Don't let it be a deciding factor for you to move or not, cross that bridge when you need too, just think quick if it does.

cheers


----------



## Midol (Sep 21, 2009)

Redbellybite doesn't train snake aversion the same way I do (I don't cause such an intense fear in my dog, but ultimately as long as it isn't cruel to the dog then I've no opposition) but I totally recommend it.

You're looking at a minimum of $1000 to treat it. Spend the $1000 on a good trainer. I don't know your dog but if it has a relatively low prey drive level (desire to chase moving objects, not necessarily kill) then it'll be very easy and you could do it yourself though I'd still see a professional. I have very high drive dogs (A husky and a working GSD) and I use an e-collar on mine to teach things like this.


----------



## redbellybite (Sep 21, 2009)

Midol ...I say what ever works ...mine may not be the most political way of teaching ..but it certainly does the trick ...I never hit or hurt my dogs ...but did use voice demand and terrified them with the rubber snakes ...as well as frogs ..my dogs wont go near a frog ..as they cant tell the difference between the cane toad and the frog ..I made them scared of both ....but what we can agree on is that this is a need ,if you love your dogs and want a healthy outcome for both snakes and dogs ..you need to put the effort in ,what ever your training be ...


----------



## Just_Joshin (Sep 21, 2009)

Not much help i know but i'd be more concerned about Tiger Snakes rather than RBB. Tigers are very prevalent there aswell and a more likely to hold ground and tag something then a RBB black is....not to mention how much more potent their venom is. Unfortunately dogs being dogs and snakes being experts at staying undetected, there is not alot you can really do to avoid it other than aversion training like has been mentioned already.

Your best defence against avoiding your dog being bitten in an elapid rich area is LUCK.


----------



## Midol (Sep 21, 2009)

redbellybite said:


> Midol ...I say what ever works ...mine may not be the most political way of teaching ..but it certainly does the trick ...I never hit or hurt my dogs ...but did use voice demand and terrified them with the rubber snakes ...as well as frogs ..my dogs wont go near a frog ..as they cant tell the difference between the cane toad and the frog ..I made them scared of both ....but what we can agree on is that this is a need ,if you love your dogs and want a healthy outcome for both snakes and dogs ..you need to put the effort in ,what ever your training be ...
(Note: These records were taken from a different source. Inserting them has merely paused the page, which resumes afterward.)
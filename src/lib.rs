// Copyright 2026 Daniel Pelikan
//
// Licensed under the Apache License, Version 2.0 (the "License");
// you may not use this file except in compliance with the License.
// You may obtain a copy of the License at
//
//     http://www.apache.org/licenses/LICENSE-2.0
//
// Unless required by applicable law or agreed to in writing, software
// distributed under the License is distributed on an "AS IS" BASIS,
// WITHOUT WARRANTIES OR CONDITIONS OF ANY KIND, either express or implied.
// See the License for the specific language governing permissions and
// limitations under the License.

//! QuadLink: Bluetooth serial link to a quadcopter receiver.

pub mod bluetooth;
pub mod config;
pub mod console;
pub mod events;
pub mod keepalive;
pub mod state;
No no, I think what you do is fine. I have no problem with people creating a fear of snakes in their dogs. The only difference between what we do is your dogs show the fear, mine don't show the fear. They just think if they go near the snake they get a feeling of "discomfort"

Can I suggest you look into training the dogs to pick up on a snakes scent as well if you haven't. I haven't done this yet but will be doing it soon. 

Ohhh, and for others reading the BEST time for aversion training is in the first fear period (12-16 weeks) as most negative encounters within this period become permanent aversions.


----------